The Quest for the Perfect Peanut Butter

Our quest for acceptable peanut butter has led to us inextricably towards making our own from (relatively) fresh ingredients.

Here are the peanuts with which we've had the most success.
We tried peanuts out of the 'bulk' bins but they turned out to be too stale and produced poor tasting and dry peanut butter. One of these packages will produce about 1 small jar. It turns out though that we can only find vacuum packed peanuts in anything above a single size serving at one store - sometimes. Product stocking is spotty at best. (But that is a topic for a different blog entry.)

These are what the peanuts look like in a food processor. (Fascinating, we know.)

The next step is to turn on the food processor and let it process... and process... and process...

After about 3 minutes the peanuts start to break up and look a lot like this. (You may notice a strong resemblance to a bowl full of broken peanut bits cause this is what they are.)
Letting it go for another 5 minutes or so turns it into finer pieces of broken peanuts and a little bit of peanut oil. This is the start of the thick paste stage.

If you let it keep going for another 2ish minutes (which you really want to do because it is not so nice to eat at the previous stage) the new thickness of this stuff caused by the release of the oils causes the goop to stick together and start rolling around the bowl in a ball. Its very fun to watch. See the ball?


Now we are getting close to the end.
Let the thing keep on going (by this point the motor should be getting so hot you are worried about its health) and the ball of peanut gooeyness will break down into something that finally resembles peanut butter.

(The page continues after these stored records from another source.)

//! Certificate errors

use thiserror::Error;

/// Errors from certificate parsing, signing and verification
#[derive(Debug, Error)]
pub enum CertificateError {
    /// Certificate is outside its validity window
    #[error("certificate is expired")]
    Expired,

    /// The signing CA is outside its validity window
    #[error("root certificate is expired")]
    RootExpired,

    /// Signature did not verify against the signing key
    #[error("certificate signature did not match")]
    InvalidSignature,

    /// A CA operation was attempted on a non-CA certificate
    #[error("certificate is not a CA")]
    NotCA,

    /// A CA certificate whose signature is not its own
    #[error("certificate is not self-signed")]
    NotSelfSigned,

    /// Serialized certificate carried an unknown version
    #[error("unsupported certificate version: {0}")]
    UnsupportedVersion(u8),

    /// Fingerprint appears on the node's block list
    #[error("certificate is in the block list")]
    Blocklisted,

    /// A field exceeds what the signing CA permits
    #[error("certificate contained {field} outside the limitations of the signing ca: {value}")]
    FieldOutsideCa {
        field: &'static str,
        value: String,
    },

    /// Validity window starts before the signing CA's
    #[error("certificate is valid before the signing certificate")]
    ValidBeforeCa,

    /// Validity window ends after the signing CA's
    #[error("certificate expires after the signing certificate")]
    ExpiresAfterCa,

    /// Certificate names no issuer
    #[error("no issuer in certificate")]
    NoIssuer,

    /// Issuer fingerprint is not in the CA pool
    #[error("could not find ca for the certificate")]
    UnknownIssuer,

    /// Serialized bytes did not decode
    #[error("corrupt certificate: {0}")]
    Corrupt(String),

    /// PEM wrapper was malformed
    #[error("invalid PEM: {0}")]
    InvalidPem(String),

    /// PEM banner is not one this implementation knows
    #[error("unsupported PEM banner: {0}")]
    UnknownBanner(String),

    /// Encrypted private key did not unwrap with the given passphrase
    #[error("invalid passphrase or corrupt private key")]
    InvalidPassphrase,

    /// Key material had an unexpected shape
    #[error("invalid key: {0}")]
    InvalidKey(String),
}

/// Result type for certificate operations
pub type CertResult<T> = Result<T, CertificateError>;
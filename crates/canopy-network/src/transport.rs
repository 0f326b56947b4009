//! UDP transport
//!
//! Async UDP socket handling for overlay traffic. Datagrams are opaque
//! at this layer; framing lives in [`crate::header`]. The socket can be
//! rebound in place (laptop roams, interface changes); each rebind bumps
//! a counter the connection manager watches to decide when to ask a
//! lighthouse for a punch.

use std::net::SocketAddr;
use std::sync::atomic::{AtomicU32, Ordering};
use std::sync::{Arc, RwLock};

use tokio::net::UdpSocket;
use tracing::{debug, trace};

use crate::error::{NetworkError, NetworkResult};

/// Maximum datagram we will send or receive
pub const MAX_DATAGRAM_SIZE: usize = 9001;

/// A received datagram
#[derive(Debug, Clone)]
pub struct Datagram {
    /// Source address
    pub from: SocketAddr,
    /// Raw payload
    pub data: Vec<u8>,
}

/// UDP transport for overlay packets
pub struct UdpTransport {
    socket: RwLock<Arc<UdpSocket>>,
    bind_addr: SocketAddr,
    rebind_count: AtomicU32,
}

impl UdpTransport {
    /// Bind to the specified address
    pub async fn bind(addr: SocketAddr) -> NetworkResult<Self> {
        let socket = UdpSocket::bind(addr).await.map_err(|e| {
            if e.kind() == std::io::ErrorKind::AddrInUse {
                NetworkError::AddressInUse(addr)
            } else {
                NetworkError::Io(e)
            }
        })?;

        let local_addr = socket.local_addr()?;
        debug!("udp transport bound to {}", local_addr);

        Ok(Self {
            socket: RwLock::new(Arc::new(socket)),
            bind_addr: local_addr,
            rebind_count: AtomicU32::new(0),
        })
    }

    fn current_socket(&self) -> Arc<UdpSocket> {
        self.socket.read().expect("socket lock poisoned").clone()
    }

    /// Local address of the current socket
    pub fn local_addr(&self) -> NetworkResult<SocketAddr> {
        Ok(self.current_socket().local_addr()?)
    }

    /// How many times the socket has been rebound since startup
    pub fn rebind_count(&self) -> u32 {
        self.rebind_count.load(Ordering::Relaxed)
    }

    /// Replace the socket with a fresh one on the same interface.
    ///
    /// The new socket takes an ephemeral port, so the kernel allocates a
    /// new NAT mapping; the bumped rebind counter prompts punch
    /// notifications upstream and a lighthouse update announces the new
    /// endpoint.
    pub async fn rebind(&self) -> NetworkResult<()> {
        let fresh = UdpSocket::bind(SocketAddr::new(self.bind_addr.ip(), 0)).await?;
        let local = fresh.local_addr()?;
        *self.socket.write().expect("socket lock poisoned") = Arc::new(fresh);
        self.rebind_count.fetch_add(1, Ordering::Relaxed);
        debug!("udp transport rebound to {}", local);
        Ok(())
    }

    /// Send one datagram
    pub async fn send_to(&self, data: &[u8], addr: SocketAddr) -> NetworkResult<()> {
        if data.len() > MAX_DATAGRAM_SIZE {
            return Err(NetworkError::InvalidPacket(format!(
                "datagram too large: {} bytes",
                data.len()
            )));
        }
        trace!("sending {} bytes to {}", data.len(), addr);
        self.current_socket().send_to(data, addr).await?;
        Ok(())
    }

    /// Receive one datagram
    pub async fn recv(&self) -> NetworkResult<Datagram> {
        let mut buf = vec![0u8; MAX_DATAGRAM_SIZE];
        let (len, from) = self.current_socket().recv_from(&mut buf).await?;
        buf.truncate(len);
        trace!("received {} bytes from {}", len, from);
        Ok(Datagram { from, data: buf })
    }
}

/// Builder for a transport with custom socket options
pub struct UdpTransportBuilder {
    bind_addr: SocketAddr,
    recv_buffer_size: Option<usize>,
    send_buffer_size: Option<usize>,
}

impl UdpTransportBuilder {
    pub fn new(bind_addr: SocketAddr) -> Self {
        Self {
            bind_addr,
            recv_buffer_size: None,
            send_buffer_size: None,
        }
    }

    /// Kernel receive buffer size in bytes
    pub fn recv_buffer_size(mut self, size: usize) -> Self {
        self.recv_buffer_size = Some(size);
        self
    }

    /// Kernel send buffer size in bytes
    pub fn send_buffer_size(mut self, size: usize) -> Self {
        self.send_buffer_size = Some(size);
        self
    }

    /// Build the transport
    pub async fn build(self) -> NetworkResult<UdpTransport> {
        use socket2::{Domain, Protocol, Socket, Type};

        let domain = if self.bind_addr.is_ipv6() {
            Domain::IPV6
        } else {
            Domain::IPV4
        };

        let socket = Socket::new(domain, Type::DGRAM, Some(Protocol::UDP))?;

        if let Some(size) = self.recv_buffer_size {
            socket.set_recv_buffer_size(size)?;
        }
        if let Some(size) = self.send_buffer_size {
            socket.set_send_buffer_size(size)?;
        }

        socket.set_reuse_address(true)?;
        socket.set_nonblocking(true)?;
        socket.bind(&self.bind_addr.into())?;

        let std_socket: std::net::UdpSocket = socket.into();
        let tokio_socket = UdpSocket::from_std(std_socket)?;
        let local_addr = tokio_socket.local_addr()?;
        debug!("udp transport bound to {} with custom options", local_addr);

        Ok(UdpTransport {
            socket: RwLock::new(Arc::new(tokio_socket)),
            bind_addr: local_addr,
            rebind_count: AtomicU32::new(0),
        })
    }
}

#[cfg(test)]
mod tests {
    use super::*;

    #[tokio::test]
    async fn test_transport_bind() {
        let transport = UdpTransport::bind("127.0.0.1:0".parse().unwrap())
            .await
            .unwrap();
        assert!(transport.local_addr().unwrap().port() > 0);
    }

    #[tokio::test]
    async fn test_transport_send_recv() {
        let t1 = UdpTransport::bind("127.0.0.1:0".parse().unwrap())
            .await
            .unwrap();
        let t2 = UdpTransport::bind("127.0.0.1:0".parse().unwrap())
            .await
            .unwrap();

        t1.send_to(b"hello overlay", t2.local_addr().unwrap())
            .await
            .unwrap();

        let datagram = t2.recv().await.unwrap();
        assert_eq!(datagram.from, t1.local_addr().unwrap());
        assert_eq!(datagram.data, b"hello overlay");
    }

    #[tokio::test]
    async fn test_rebind_bumps_counter() {
        let transport = UdpTransport::bind("127.0.0.1:0".parse().unwrap())
            .await
            .unwrap();
        assert_eq!(transport.rebind_count(), 0);

        transport.rebind().await.unwrap();
        assert_eq!(transport.rebind_count(), 1);
    }

    #[tokio::test]
    async fn test_oversized_datagram_rejected() {
        let transport = UdpTransport::bind("127.0.0.1:0".parse().unwrap())
            .await
            .unwrap();
        let too_big = vec![0u8; MAX_DATAGRAM_SIZE + 1];
        assert!(transport
            .send_to(&too_big, "127.0.0.1:9".parse().unwrap())
            .await
            .is_err());
    }

    #[tokio::test]
    async fn test_builder_with_buffer_sizes() {
        let transport = UdpTransportBuilder::new("127.0.0.1:0".parse().unwrap())
            .recv_buffer_size(1 << 20)
            .send_buffer_size(1 << 20)
            .build()
            .await
            .unwrap();
        assert!(transport.local_addr().unwrap().port() > 0);
    }
}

Mmmm.

At this point we have started adding a little bit of cinnamon and brown sugar. We're not sure we can taste the difference, but they seem like the right stuff to add.

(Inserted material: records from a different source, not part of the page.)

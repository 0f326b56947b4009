//! Host map
//!
//! Owns every per-peer tunnel record. HostInfos are stored once, keyed
//! by their node-unique local index; the overlay-IP and remote-index
//! maps are projections maintained under the same lock. Components
//! outside the map hold the u32 index and re-resolve, never a direct
//! reference, which keeps teardown single-sited.

use std::collections::{HashMap, VecDeque};
use std::net::{Ipv4Addr, SocketAddr};
use std::sync::atomic::{AtomicBool, AtomicU32, AtomicU64, Ordering};
use std::sync::{Arc, Mutex, RwLock};
use std::time::Instant;

use rand::Rng;
use tracing::debug;

use canopy_cert::Certificate;
use canopy_crypto::CryptoTunnel;

/// Frame buffer bounds while a handshake is in flight
pub const OUTBOX_MAX_FRAMES: usize = 32;
pub const OUTBOX_MAX_BYTES: usize = 64 * 1024;

/// Plaintext frames staged while the tunnel comes up
pub struct Outbox {
    frames: VecDeque<Vec<u8>>,
    bytes: usize,
    dropped: u64,
}

impl Outbox {
    fn new() -> Self {
        Self {
            frames: VecDeque::new(),
            bytes: 0,
            dropped: 0,
        }
    }

    /// Stage a frame; returns false (and counts) when the caps are hit
    pub fn push(&mut self, frame: Vec<u8>) -> bool {
        if self.frames.len() >= OUTBOX_MAX_FRAMES || self.bytes + frame.len() > OUTBOX_MAX_BYTES {
            self.dropped += 1;
            return false;
        }
        self.bytes += frame.len();
        self.frames.push_back(frame);
        true
    }

    /// Take every staged frame
    pub fn drain(&mut self) -> Vec<Vec<u8>> {
        self.bytes = 0;
        self.frames.drain(..).collect()
    }

    pub fn dropped(&self) -> u64 {
        self.dropped
    }

    pub fn len(&self) -> usize {
        self.frames.len()
    }

    pub fn is_empty(&self) -> bool {
        self.frames.is_empty()
    }
}

/// One peer tunnel, live or in establishment
pub struct HostInfo {
    /// Peer's primary overlay address
    pub vpn_ip: Ipv4Addr,
    /// Node-unique demux index we hand to the peer
    pub local_index: u32,
    /// Index the peer handed us; 0 while unknown
    remote_index: AtomicU32,

    /// Current remote UDP endpoint
    remote: Mutex<Option<SocketAddr>>,
    /// Candidate endpoints from lighthouse, config or observation
    candidates: Mutex<Vec<SocketAddr>>,
    /// Relay peer carrying this tunnel, if any
    via_relay: Mutex<Option<Ipv4Addr>>,

    tunnel: RwLock<Option<Arc<CryptoTunnel>>>,
    cert: RwLock<Option<Arc<Certificate>>>,

    pub created_at: Instant,
    /// Set when the remote endpoint moved on a live tunnel
    last_roam: Mutex<Option<Instant>>,

    // Liveness counters, written on the fast path
    in_packets: AtomicU64,
    out_packets: AtomicU64,
    last_in_ms: AtomicU64,
    last_out_ms: AtomicU64,
    // Connection-manager bookkeeping
    pub(crate) checked_in: AtomicU64,
    pub(crate) checked_out: AtomicU64,
    pub(crate) probe_pending: AtomicBool,
    pub(crate) promote_marker: AtomicU64,
    pub(crate) seen_rebind_count: AtomicU32,

    /// Firewall rules version at install time
    pub(crate) rules_version: AtomicU32,

    outbox: Mutex<Outbox>,
}

fn now_ms() -> u64 {
    std::time::SystemTime::now()
        .duration_since(std::time::UNIX_EPOCH)
        .map(|d| d.as_millis() as u64)
        .unwrap_or(0)
}

impl HostInfo {
    fn new(vpn_ip: Ipv4Addr, local_index: u32) -> Self {
        Self {
            vpn_ip,
            local_index,
            remote_index: AtomicU32::new(0),
            remote: Mutex::new(None),
            candidates: Mutex::new(Vec::new()),
            via_relay: Mutex::new(None),
            tunnel: RwLock::new(None),
            cert: RwLock::new(None),
            created_at: Instant::now(),
            last_roam: Mutex::new(None),
            in_packets: AtomicU64::new(0),
            out_packets: AtomicU64::new(0),
            last_in_ms: AtomicU64::new(0),
            last_out_ms: AtomicU64::new(0),
            checked_in: AtomicU64::new(0),
            checked_out: AtomicU64::new(0),
            probe_pending: AtomicBool::new(false),
            promote_marker: AtomicU64::new(0),
            seen_rebind_count: AtomicU32::new(0),
            rules_version: AtomicU32::new(0),
            outbox: Mutex::new(Outbox::new()),
        }
    }

    pub fn remote(&self) -> Option<SocketAddr> {
        *self.remote.lock().expect("remote lock poisoned")
    }

    /// Set the remote endpoint, recording a roam if it moved
    pub fn set_remote(&self, addr: SocketAddr) {
        let mut remote = self.remote.lock().expect("remote lock poisoned");
        if let Some(old) = *remote {
            if old != addr {
                *self.last_roam.lock().expect("roam lock poisoned") = Some(Instant::now());
                debug!(vpn_ip = %self.vpn_ip, %old, new = %addr, "remote endpoint roamed");
            }
        }
        *remote = Some(addr);
    }

    pub fn last_roam(&self) -> Option<Instant> {
        *self.last_roam.lock().expect("roam lock poisoned")
    }

    pub fn candidates(&self) -> Vec<SocketAddr> {
        self.candidates.lock().expect("candidates lock poisoned").clone()
    }

    pub fn add_candidates(&self, addrs: &[SocketAddr]) {
        let mut candidates = self.candidates.lock().expect("candidates lock poisoned");
        for addr in addrs {
            if !candidates.contains(addr) {
                candidates.push(*addr);
            }
        }
    }

    pub fn via_relay(&self) -> Option<Ipv4Addr> {
        *self.via_relay.lock().expect("relay lock poisoned")
    }

    pub fn set_via_relay(&self, relay: Option<Ipv4Addr>) {
        *self.via_relay.lock().expect("relay lock poisoned") = relay;
    }

    pub fn remote_index(&self) -> Option<u32> {
        match self.remote_index.load(Ordering::Acquire) {
            0 => None,
            idx => Some(idx),
        }
    }

    fn store_remote_index(&self, index: u32) {
        self.remote_index.store(index, Ordering::Release);
    }

    pub fn tunnel(&self) -> Option<Arc<CryptoTunnel>> {
        self.tunnel.read().expect("tunnel lock poisoned").clone()
    }

    pub fn set_tunnel(&self, tunnel: Arc<CryptoTunnel>) {
        *self.tunnel.write().expect("tunnel lock poisoned") = Some(tunnel);
    }

    pub fn cert(&self) -> Option<Arc<Certificate>> {
        self.cert.read().expect("cert lock poisoned").clone()
    }

    pub fn set_cert(&self, cert: Arc<Certificate>) {
        *self.cert.write().expect("cert lock poisoned") = Some(cert);
    }

    pub fn fingerprint(&self) -> Option<String> {
        self.cert().map(|c| c.fingerprint())
    }

    /// Tunnel keys present and usable
    pub fn is_established(&self) -> bool {
        self.tunnel.read().expect("tunnel lock poisoned").is_some()
    }

    pub fn record_in(&self) {
        self.in_packets.fetch_add(1, Ordering::Relaxed);
        self.last_in_ms.store(now_ms(), Ordering::Relaxed);
    }

    pub fn record_out(&self) {
        self.out_packets.fetch_add(1, Ordering::Relaxed);
        self.last_out_ms.store(now_ms(), Ordering::Relaxed);
    }

    pub fn in_packets(&self) -> u64 {
        self.in_packets.load(Ordering::Relaxed)
    }

    pub fn out_packets(&self) -> u64 {
        self.out_packets.load(Ordering::Relaxed)
    }

    /// Milliseconds since any traffic in either direction; u64::MAX if
    /// none ever
    pub fn idle_ms(&self) -> u64 {
        let last = self
            .last_in_ms
            .load(Ordering::Relaxed)
            .max(self.last_out_ms.load(Ordering::Relaxed));
        if last == 0 {
            return u64::MAX;
        }
        now_ms().saturating_sub(last)
    }

    /// Stage a frame while the handshake is in flight
    pub fn buffer_frame(&self, frame: Vec<u8>) -> bool {
        self.outbox.lock().expect("outbox lock poisoned").push(frame)
    }

    /// Take the staged frames (promotion flush or failure drop)
    pub fn drain_outbox(&self) -> Vec<Vec<u8>> {
        self.outbox.lock().expect("outbox lock poisoned").drain()
    }

    pub fn outbox_dropped(&self) -> u64 {
        self.outbox.lock().expect("outbox lock poisoned").dropped()
    }
}
impl Firewall {
    /// Build the initial firewall from settings and the node certificate
    pub fn new(settings: &FirewallSettings, our_cert: &Certificate) -> CoreResult<Self> {
        Self::build(settings, our_cert, 1)
    }

    /// Build a replacement rule set, inheriting the old conntrack table.
    ///
    /// The version is bumped so surviving entries re-validate lazily; a
    /// wrap back to zero flushes the table outright.
    pub fn from_reload(
        settings: &FirewallSettings,
        our_cert: &Certificate,
        old: &Firewall,
    ) -> CoreResult<Self> {
        let version = old.rules_version.wrapping_add(1);
        let fresh = Self::build(settings, our_cert, version)?;
        if version == 0 {
            warn!("firewall rules version wrapped, flushing conntrack");
        } else {
            let mut old_ct = old.conntrack.lock().expect("conntrack lock poisoned");
            let mut new_ct = fresh.conntrack.lock().expect("conntrack lock poisoned");
            new_ct.entries = std::mem::take(&mut old_ct.entries);
        }
        info!(
            rules_version = version,
            inbound = fresh.inbound.len(),
            outbound = fresh.outbound.len(),
            "new firewall has been installed"
        );
        Ok(fresh)
    }

    fn build(settings: &FirewallSettings, our_cert: &Certificate, version: u16) -> CoreResult<Self> {
        // Rules without an explicit local_cidr default to the node's
        // primary overlay address when the certificate carries subnets,
        // unless configured otherwise.
        let default_local = if !settings.default_local_cidr_any
            && !our_cert.details.subnets.is_empty()
        {
            match our_cert.primary_ip() {
                Some(ip) => LocalCidr::Net(
                    Ipv4Net::new(ip, 32).map_err(|e| CoreError::Config(e.to_string()))?,
                ),
                None => LocalCidr::Any,
            }
        } else {
            LocalCidr::Any
        };

        let compile_all = |configs: &[RuleConfig]| -> CoreResult<Vec<CompiledRule>> {
            configs
                .iter()
                .map(|c| Self::compile(c, default_local))
                .collect()
        };

        Ok(Self {
            inbound: compile_all(&settings.inbound)?,
            outbound: compile_all(&settings.outbound)?,
            conntrack: Mutex::new(Conntrack::default()),
            rules_version: version,
            timeouts: settings.conntrack,
            inbound_action: settings.inbound_action,
            outbound_action: settings.outbound_action,
            dropped_in: AtomicU64::new(0),
            dropped_out: AtomicU64::new(0),
        })
    }

    fn compile(config: &RuleConfig, default_local: LocalCidr) -> CoreResult<CompiledRule> {
        let proto = parse_proto(&config.proto)
            .ok_or_else(|| CoreError::Config(format!("unknown protocol: {}", config.proto)))?;
        let port = parse_port_range(&config.port)
            .ok_or_else(|| CoreError::Config(format!("invalid port spec: {}", config.port)))?;

        let any = matches!(config.host.as_deref(), Some("any"))
            || (config.host.is_none()
                && config.group.is_none()
                && config.groups.is_none()
                && config.cidr.is_none());

        Ok(CompiledRule {
            proto,
            port,
            any,
            host: config.host.clone().filter(|h| h != "any"),
            group: config.group.clone(),
            groups: config.groups.clone().unwrap_or_default(),
            cidr: config.cidr,
            ca_name: config.ca_name.clone(),
            ca_sha: config.ca_sha.clone(),
            local: match config.local_cidr {
                Some(net) => LocalCidr::Net(net),
                None => default_local,
            },
        })
    }

    pub fn rules_version(&self) -> u16 {
        self.rules_version
    }

    fn timeout_for(&self, protocol: u8) -> Duration {
        match protocol {
            PROTO_TCP => self.timeouts.tcp,
            PROTO_UDP => self.timeouts.udp,
            _ => self.timeouts.default,
        }
    }

    fn count_drop(&self, incoming: bool) {
        if incoming {
            self.dropped_in.fetch_add(1, Ordering::Relaxed);
        } else {
            self.dropped_out.fetch_add(1, Ordering::Relaxed);
        }
    }

    /// Admit or deny one packet. `Err` carries the configured action for
    /// the denied direction.
    pub fn check(
        &self,
        packet: &FirewallPacket,
        incoming: bool,
        cert: &Certificate,
        pool: &CaPool,
    ) -> Result<(), FirewallAction> {
        let action = if incoming {
            self.inbound_action
        } else {
            self.outbound_action
        };
        let now = Instant::now();
        let key = packet.conn_key();

        let mut ct = self.conntrack.lock().expect("conntrack lock poisoned");
        if let Some(entry) = ct.entries.get_mut(&key) {
            if now >= entry.expiry {
                ct.entries.remove(&key);
            } else if entry.rules_version == self.rules_version {
                entry.expiry = if packet.tcp_closing {
                    now + TCP_CLOSING_TIMEOUT
                } else {
                    now + self.timeout_for(packet.protocol)
                };
                return Ok(());
            } else {
                // Stale entry: the rules changed underneath this flow.
                // Re-validate against the current set for the flow's
                // original direction.
                let flow_incoming = entry.incoming;
                if self.match_rules(packet, flow_incoming, cert, pool) {
                    entry.rules_version = self.rules_version;
                    entry.expiry = now + self.timeout_for(packet.protocol);
                    return Ok(());
                }
                ct.entries.remove(&key);
                self.count_drop(incoming);
                return Err(action);
            }
        }

        if self.match_rules(packet, incoming, cert, pool) {
            ct.entries.insert(
                key,
                ConnEntry {
                    expiry: now + self.timeout_for(packet.protocol),
                    rules_version: self.rules_version,
                    incoming,
                },
            );
            return Ok(());
        }

        self.count_drop(incoming);
        Err(action)
    }

    fn match_rules(
        &self,
        packet: &FirewallPacket,
        incoming: bool,
        cert: &Certificate,
        pool: &CaPool,
    ) -> bool {
        let rules = if incoming { &self.inbound } else { &self.outbound };
        rules.iter().any(|r| Self::rule_matches(r, packet, incoming, cert, pool))
    }

    fn rule_matches(
        rule: &CompiledRule,
        packet: &FirewallPacket,
        incoming: bool,
        cert: &Certificate,
        pool: &CaPool,
    ) -> bool {
        if rule.proto != PROTO_ANY && rule.proto != packet.protocol {
            return false;
        }

        // The service port: local for inbound flows, remote for outbound.
        let port = if incoming {
            packet.local_port
        } else {
            packet.remote_port
        };
        match rule.port {
            PortRange::Any => {}
            PortRange::Fragment => {
                if !packet.fragment {
                    return false;
                }
            }
            PortRange::Range(low, high) => {
                if packet.fragment || port < low || port > high {
                    return false;
                }
            }
        }

        if let Some(ca_sha) = &rule.ca_sha {
            if !cert.details.issuer.eq_ignore_ascii_case(ca_sha) {
                return false;
            }
        }
        if let Some(ca_name) = &rule.ca_name {
            match pool.get_ca_for_cert(cert) {
                Ok(ca) if &ca.details.name == ca_name => {}
                _ => return false,
            }
        }

        let peer_matches = rule.any
            || rule
                .host
                .as_ref()
                .is_some_and(|h| h == &cert.details.name)
            || rule
                .group
                .as_ref()
                .is_some_and(|g| cert.details.groups.contains(g))
            || (!rule.groups.is_empty()
                && rule.groups.iter().all(|g| cert.details.groups.contains(g)))
            || rule
                .cidr
                .is_some_and(|net| net.contains(&packet.remote_ip));
        if !peer_matches {
            return false;
        }

        match rule.local {
            LocalCidr::Any => true,
            LocalCidr::Net(net) => net.contains(&packet.local_ip),
        }
    }

    /// Drop a flow's conntrack entry, if present
    pub fn remove_conntrack(&self, packet: &FirewallPacket) {
        let mut ct = self.conntrack.lock().expect("conntrack lock poisoned");
        ct.entries.remove(&packet.conn_key());
    }

    /// Remove expired entries; run from the maintenance timer
    pub fn purge_expired(&self) -> usize {
        let now = Instant::now();
        let mut ct = self.conntrack.lock().expect("conntrack lock poisoned");
        let before = ct.entries.len();
        ct.entries.retain(|_, e| now < e.expiry);
        before - ct.entries.len()
    }

    pub fn stats(&self) -> FirewallStats {
        FirewallStats {
            dropped_inbound: self.dropped_in.load(Ordering::Relaxed),
            dropped_outbound: self.dropped_out.load(Ordering::Relaxed),
            conntrack_entries: self
                .conntrack
                .lock()
                .expect("conntrack lock poisoned")
                .entries
                .len(),
        }
    }
}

After a little more mixing it is time to pour the warm (gotta love the heat transfer from the motor) peanut butter into our glass peanut butter jars. Then, because Michael prefers crunchy style, we add the last ingredient - partially crushed peanuts! The whole thing then gets stirred up together and after a measly 20 minutes of effort we have enough peanut butter to last us... um... well, maybe a week.

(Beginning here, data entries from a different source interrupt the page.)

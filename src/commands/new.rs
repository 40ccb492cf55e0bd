//! Create a new post

use anyhow::Result;
use chrono::Utc;
use std::fs;

use crate::content::FrontMatter;
use crate::Postmatter;

/// Create a new post document
pub fn run(app: &Postmatter, title: &str, draft: bool, path: Option<&str>) -> Result<()> {
    let now = Utc::now().with_timezone(&app.config.tz()).fixed_offset();

    // Generate filename
    let filename = if let Some(p) = path {
        format!("{}.md", p.trim_end_matches(".md"))
    } else {
        let slug = slug::slugify(title);
        app.config
            .new_post_name
            .replace(":title", &slug)
            .replace(":year", &now.format("%Y").to_string())
            .replace(":month", &now.format("%m").to_string())
            .replace(":day", &now.format("%d").to_string())
    };

    // Patterns like :year/:title.md produce nested paths
    let file_path = app.content_dir.join(&filename);
    if let Some(parent) = file_path.parent() {
        fs::create_dir_all(parent)?;
    }
    if file_path.exists() {
        anyhow::bail!("File already exists: {:?}", file_path);
    }

    // The document goes through the same serializer that round-trips
    // parsed posts, so whatever `new` writes is parseable by definition
    let fm = FrontMatter {
        title: Some(title.to_string()),
        date: Some(now.to_rfc3339()),
        draft: draft.then_some(true),
        ..Default::default()
    };
    let content = fm.to_document("")?;

    fs::write(&file_path, content)?;

    println!("Created: {:?}", file_path);

    Ok(())
}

We've started making 2 or 3 batches at once in a effort to increase the time between peanut butter production times. The result, however, is that we seem to be eating more peanut butter, and still run out once a week.

3 comments:

Anonymous said...

Excellent.

Cook's Illustrated describesitmuch the same way (though neglects the cinnamon and brown sugar which sounds yummy).


They say...
"1. Process salted or unsalted cocktail peanuts with a teaspoon or two of oil (to facilitate processing) until smooth in the work bowl of a food processor or in a blender. Of course, if you like chunky peanut butter, leave the mixture slightly coarse."

I wonder if the oil would extend the life of the food processor.

KB

Anonymous said...

Mmmmm chocolate ... Mmmm peanut butter .... chocolate, peanut butter, choc... I sense a delightful candy treat appearing in an upcoming entry any day now ;oP

KirbyFur said...

I'm pretty sure you could buy some peanut oil and then your cute little food grinder might not explode. Although that might be entertaining as well.